In the pell-mell of China’s economic development, Wuzhen, a contemporary water town, is a leading player. It already hosts a drama festival, now based in architect Kris Yao’s elegant theatre that opened in 2013; a new museum dedicated to local writer and artist Mu Xin; as well as a lively children’s folk game festival. Noting the potential correlation of its own canal system to that of Venice, the Italian city that originated the world’s most renowned contemporary art biennial, the dreamy town recently inaugurated its own art exhibition, presenting extraordinary works often in unexpected places.
The exhibition of 40 local and international artists is divided into two parts: a beautifully restored former silk factory, which offers an uncluttered gallery environment, while significant works are also installed in six locations across the traditional town of Wuzhen. These sites bring about public interactivity and the pleasure that arises when seeing the old and the new come together.

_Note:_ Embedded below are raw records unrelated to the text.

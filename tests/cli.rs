use assert_cmd::Command;
use predicates::prelude::*;
use std::fs;
use std::path::Path;
use tempfile::TempDir;

const LONG_HASH: &str = "abcd1234abcd1234abcd1234abcd1234abcd1234abcd1234abcd1234abcd1234";

fn write_index(game_dir: &Path, name: &str, json: &str) {
    let dir = game_dir.join("assets").join("indexes");
    fs::create_dir_all(&dir).unwrap();
    fs::write(dir.join(name), json).unwrap();
}

fn write_object(game_dir: &Path, hash: &str, content: &str) {
    let dir = game_dir.join("assets").join("objects").join(&hash[..2]);
    fs::create_dir_all(&dir).unwrap();
    fs::write(dir.join(hash), content).unwrap();
}

fn langextract(work_dir: &Path) -> Command {
    let mut cmd = Command::cargo_bin("langextract").unwrap();
    cmd.current_dir(work_dir).env_remove("RUST_LOG");
    cmd
}

#[test]
fn extracts_latest_index_translations() {
    let game = TempDir::new().unwrap();
    let work = TempDir::new().unwrap();
    write_index(game.path(), "1.9.json", r#"{"objects": {}}"#);
    write_index(game.path(), "1.2.json", r#"{"objects": {}}"#);
    write_index(
        game.path(),
        "1.10.json",
        &format!(
            r#"{{"objects": {{
                "minecraft/lang/en_us.json": {{"hash": "{}"}},
                "minecraft/sounds.json": {{"hash": "cc33"}}
            }}}}"#,
            LONG_HASH
        ),
    );
    write_object(game.path(), LONG_HASH, r#"{"hello":"world"}"#);

    langextract(work.path())
        .arg("--minecraft-dir")
        .arg(game.path())
        .assert()
        .success()
        .stdout(predicate::str::contains(
            "Successfully extracted 1 translation files for 1.10.",
        ));

    let out_dir = work.path().join("translations");
    assert_eq!(
        fs::read_to_string(out_dir.join("en_us.json")).unwrap(),
        r#"{"hello":"world"}"#
    );
    assert_eq!(fs::read_dir(&out_dir).unwrap().count(), 1);
}

#[test]
fn custom_output_dir_and_json_report() {
    let game = TempDir::new().unwrap();
    let work = TempDir::new().unwrap();
    write_index(
        game.path(),
        "17.json",
        r#"{"objects": {
            "minecraft/lang/en_us.json": {"hash": "aa11", "size": 2},
            "minecraft/lang/fr_fr.json": {"hash": "bb22", "size": 2}
        }}"#,
    );
    write_object(game.path(), "aa11", "en");
    write_object(game.path(), "bb22", "fr");

    let output = langextract(work.path())
        .arg("-s")
        .arg(game.path())
        .args(["-o", "lang", "--output-format", "json", "--report", "run.json"])
        .output()
        .unwrap();
    assert!(output.status.success());

    let stdout: serde_json::Value = serde_json::from_slice(&output.stdout).unwrap();
    assert_eq!(stdout["files_copied"], 2);
    assert_eq!(stdout["manifest"]["version"], "17");

    let saved: serde_json::Value =
        serde_json::from_str(&fs::read_to_string(work.path().join("run.json")).unwrap()).unwrap();
    assert_eq!(saved["files_copied"], 2);
    assert!(work.path().join("lang").join("fr_fr.json").is_file());
}

#[test]
fn empty_index_directory_fails_with_not_found() {
    let game = TempDir::new().unwrap();
    let work = TempDir::new().unwrap();
    fs::create_dir_all(game.path().join("assets").join("indexes")).unwrap();

    langextract(work.path())
        .arg("--minecraft-dir")
        .arg(game.path())
        .assert()
        .code(2)
        .stderr(predicate::str::contains("No versioned asset index"));

    assert!(!work.path().join("translations").exists());
}

#[test]
fn missing_object_fails() {
    let game = TempDir::new().unwrap();
    let work = TempDir::new().unwrap();
    write_index(
        game.path(),
        "5.json",
        r#"{"objects": {"minecraft/lang/en_us.json": {"hash": "dead00"}}}"#,
    );

    langextract(work.path())
        .arg("--minecraft-dir")
        .arg(game.path())
        .assert()
        .code(3)
        .stderr(predicate::str::contains("minecraft/lang/en_us.json"));

    assert!(!work.path().join("translations").join("en_us.json").exists());
}

#[test]
fn size_mismatch_fails_unless_disabled() {
    let game = TempDir::new().unwrap();
    let work = TempDir::new().unwrap();
    write_index(
        game.path(),
        "5.json",
        r#"{"objects": {"minecraft/lang/en_us.json": {"hash": "aa11", "size": 99}}}"#,
    );
    write_object(game.path(), "aa11", "short");

    langextract(work.path())
        .arg("--minecraft-dir")
        .arg(game.path())
        .assert()
        .code(8);
    assert!(!work.path().join("translations").join("en_us.json").exists());

    langextract(work.path())
        .arg("--minecraft-dir")
        .arg(game.path())
        .arg("--no-verify-size")
        .assert()
        .success();
    assert!(work.path().join("translations").join("en_us.json").is_file());
}

#[test]
fn malformed_index_fails_with_parse_error() {
    let game = TempDir::new().unwrap();
    let work = TempDir::new().unwrap();
    write_index(game.path(), "5.json", "{ not json");

    langextract(work.path())
        .arg("--minecraft-dir")
        .arg(game.path())
        .assert()
        .code(4);
}

#[test]
fn dry_run_copies_nothing() {
    let game = TempDir::new().unwrap();
    let work = TempDir::new().unwrap();
    write_index(
        game.path(),
        "5.json",
        r#"{"objects": {"minecraft/lang/en_us.json": {"hash": "aa11"}}}"#,
    );
    write_object(game.path(), "aa11", "{}");

    langextract(work.path())
        .arg("--minecraft-dir")
        .arg(game.path())
        .arg("--dry-run")
        .assert()
        .success()
        .stdout(predicate::str::contains("minecraft/lang/en_us.json -> en_us.json"));

    assert!(!work.path().join("translations").exists());
}

#[test]
fn config_file_sets_output_directory() {
    let game = TempDir::new().unwrap();
    let work = TempDir::new().unwrap();
    write_index(
        game.path(),
        "5.json",
        r#"{"objects": {"minecraft/lang/en_us.json": {"hash": "aa11"}}}"#,
    );
    write_object(game.path(), "aa11", "{}");
    fs::write(
        work.path().join("langextract.toml"),
        "[output]\ndirectory = \"from-config\"\n",
    )
    .unwrap();

    langextract(work.path())
        .arg("--minecraft-dir")
        .arg(game.path())
        .arg("-q")
        .assert()
        .success();

    assert!(work.path().join("from-config").join("en_us.json").is_file());
}

#[test]
fn generate_config_writes_sample() {
    let work = TempDir::new().unwrap();

    langextract(work.path())
        .args(["--generate-config", "--config", "sample.toml"])
        .assert()
        .success();

    let content = fs::read_to_string(work.path().join("sample.toml")).unwrap();
    assert!(content.contains("[filter]"));
    assert!(content.contains("minecraft/lang"));
}

#[cfg(target_os = "linux")]
#[test]
fn uses_platform_default_directory() {
    let home = TempDir::new().unwrap();
    let work = TempDir::new().unwrap();
    let game_dir = home.path().join(".minecraft");
    write_index(
        &game_dir,
        "5.json",
        r#"{"objects": {"minecraft/lang/en_us.json": {"hash": "aa11"}}}"#,
    );
    write_object(&game_dir, "aa11", "{}");

    langextract(work.path())
        .env("HOME", home.path())
        .assert()
        .success()
        .stdout(predicate::str::contains("for 5."));
}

In Wuzhen, however, you have to be careful; the town has fine-tuned its visitor experience so that it is hard to detect where true heritage ends and the directing of the hospitality industry begins. The interest of this exhibition, entitled “Utopias·Heterotopias,” lies in the way it bravely takes into account the context of Wuzhen’s contemporary culture, rather than endorse the town’s fantasy of presenting traditional authenticity to its visitors.Since the mid-1960s, China has seen history as an approach to the present rather than an account of the past; so, in Wuzhen, there is not much tension between the feigned history of tranquil munificence and marshaled visitor experience. In the exhibition’s 130 artworks, history is dramatized—where it is taken apart and reassembled to disclose its preconceptions—and also rebuilt and rerecorded. The threshold between space that is experienced and atmosphere that is felt, being in the past and in the present, is repeatedly evoked.
In American multimedia artist Ann Hamilton’s unquantifiable intervention, a theatre is changed into a silk loom. A bobbin occupies every seat and a weaver sits center stage. Barely visible, the silk filaments are held taught across the space, physically joining the weaver to every point in the auditorium. The spools of silk twitch imperceptibly as each weft incrementally builds the cloth. The effect is to make tangible a web that stands for the unique and diverse viewpoints and memories of the audience, with the different threads of their pasts drawing together. In the outside world, there is contemporary industry, a better solution that would manufacture a more uniform product, unpolluted by the bothersome thoughts that are knitted into this slow, hand-woven cloth. Like the manual laborers of the postindustrial period, the weaver in Hamilton’s work, a recruit from Wuzhen’s community, is caught in the cage-like structure of the loom. At the focal point of the theatre the weaver controls production, while dramatizing the way in which the weaver itself is produced as a subject. In Wuzhen the past is woven from many viewpoints, which is made clear by the exhibition.
“Art Wuzhen: Utopias·Heterotopias” is on view at the Wuzhen International Contemporary Art Exhibition until June 26, 2016.